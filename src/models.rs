//! Core data models for the fulfillment service

use chrono::{DateTime, NaiveDate};
use serde::{Deserialize, Deserializer, Serialize};
use serde_json::Value;
use std::collections::BTreeMap;
use std::fmt;

//
// ================= Dates =================
//

/// Parse a calendar date from either `YYYY-MM-DD` or an RFC 3339 timestamp.
///
/// Timestamps keep the date in their own offset; time of day is dropped.
pub fn parse_calendar_date(raw: &str) -> Option<NaiveDate> {
    let raw = raw.trim();
    if raw.is_empty() {
        return None;
    }

    if let Ok(timestamp) = DateTime::parse_from_rfc3339(raw) {
        return Some(timestamp.date_naive());
    }

    NaiveDate::parse_from_str(raw, "%Y-%m-%d").ok()
}

fn deserialize_calendar_date<'de, D>(deserializer: D) -> std::result::Result<NaiveDate, D::Error>
where
    D: Deserializer<'de>,
{
    let raw = String::deserialize(deserializer)?;
    parse_calendar_date(&raw)
        .ok_or_else(|| serde::de::Error::custom(format!("invalid date '{}'", raw)))
}

/// Inclusive calendar date range
#[derive(Debug, Clone, Copy, PartialEq, Eq, Serialize)]
pub struct DatePeriod {
    pub start: NaiveDate,
    pub end: NaiveDate,
}

impl DatePeriod {
    pub fn new(start: NaiveDate, end: NaiveDate) -> Self {
        Self { start, end }
    }

    /// Read a `{ startDate, endDate }` parameter value.
    ///
    /// Returns `None` when the range is incomplete: either field missing,
    /// empty, or unparseable.
    pub fn from_value(value: &Value) -> Option<Self> {
        let start = value.get("startDate")?.as_str().and_then(parse_calendar_date)?;
        let end = value.get("endDate")?.as_str().and_then(parse_calendar_date)?;
        Some(Self { start, end })
    }

    pub fn is_ordered(&self) -> bool {
        self.start <= self.end
    }

    pub fn contains(&self, date: NaiveDate) -> bool {
        self.start <= date && date <= self.end
    }
}

impl fmt::Display for DatePeriod {
    fn fmt(&self, f: &mut fmt::Formatter<'_>) -> fmt::Result {
        write!(
            f,
            "{} to {}",
            self.start.format("%Y-%m-%d"),
            self.end.format("%Y-%m-%d")
        )
    }
}

//
// ================= Mobile =================
//

/// Mobile number reduced to its digits
#[derive(Debug, Clone, PartialEq, Eq, Hash)]
pub struct MobileNumber(String);

impl MobileNumber {
    /// Subscriber digits used for matching; longer inputs carry a country code.
    pub const KEY_DIGITS: usize = 10;

    /// Strip every non-digit character. `None` if nothing is left.
    pub fn parse(raw: &str) -> Option<Self> {
        let digits: String = raw.chars().filter(char::is_ascii_digit).collect();
        if digits.is_empty() {
            None
        } else {
            Some(Self(digits))
        }
    }

    pub fn digits(&self) -> &str {
        &self.0
    }

    /// Lookup key: the trailing ten digits, or all digits when shorter.
    pub fn key(&self) -> &str {
        let len = self.0.len();
        if len > Self::KEY_DIGITS {
            &self.0[len - Self::KEY_DIGITS..]
        } else {
            &self.0
        }
    }
}

impl fmt::Display for MobileNumber {
    fn fmt(&self, f: &mut fmt::Formatter<'_>) -> fmt::Result {
        write!(f, "{}", self.0)
    }
}

//
// ================= Accounts =================
//

#[derive(Debug, Clone, PartialEq, Serialize, Deserialize)]
pub struct Transaction {
    #[serde(deserialize_with = "deserialize_calendar_date")]
    pub date: NaiveDate,
    pub amount: f64,
    pub fund_name: String,
}

#[derive(Debug, Clone, Serialize, Deserialize)]
pub struct Account {
    pub mobile: String,
    #[serde(default)]
    pub transactions: Vec<Transaction>,
}

impl Account {
    pub fn mobile_number(&self) -> Option<MobileNumber> {
        MobileNumber::parse(&self.mobile)
    }

    /// Transactions inside `period`, oldest first.
    pub fn transactions_in(&self, period: &DatePeriod) -> Vec<&Transaction> {
        let mut matched: Vec<&Transaction> = self
            .transactions
            .iter()
            .filter(|t| period.contains(t.date))
            .collect();
        matched.sort_by(|a, b| a.date.cmp(&b.date).then_with(|| a.fund_name.cmp(&b.fund_name)));
        matched
    }

    pub fn total_invested(&self) -> f64 {
        self.transactions.iter().map(|t| t.amount).sum()
    }

    pub fn last_transaction(&self) -> Option<&Transaction> {
        let mut sorted: Vec<&Transaction> = self.transactions.iter().collect();
        sorted.sort_by(|a, b| b.date.cmp(&a.date));
        sorted.into_iter().next()
    }
}

//
// ================= Funds =================
//

#[derive(Debug, Clone, PartialEq, Serialize, Deserialize)]
pub struct FundEntry {
    pub fund_name: String,
    pub fund_id: String,
}

#[derive(Debug, Clone, Serialize, Deserialize)]
pub struct FundCategory {
    pub category: String,
    #[serde(default)]
    pub funds: Vec<FundEntry>,
}

#[derive(Debug, Clone, Serialize, Deserialize)]
pub struct FundDetail {
    pub fund_name: String,
    /// Allocation percentage per holding or sector
    #[serde(default)]
    pub breakdown: BTreeMap<String, f64>,
    pub details_link: String,
}

//
// ================= Formatting =================
//

/// Rupee amount with two decimals
pub fn format_amount(amount: f64) -> String {
    format!("₹{:.2}", amount)
}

——————————

Each line from the top of the data, up to and including the line that contains "day is dropped.", should be set down exactly.

filename src/models.rs
//! Core data models for the fulfillment service

use chrono::{DateTime, NaiveDate};
use serde::{Deserialize, Deserializer, Serialize};
use serde_json::Value;
use std::collections::BTreeMap;
use std::fmt;

//
// ================= Dates =================
//

/// Parse a calendar date from either `YYYY-MM-DD` or an RFC 3339 timestamp.
///
/// Timestamps keep the date in their own offset; time of day is dropped.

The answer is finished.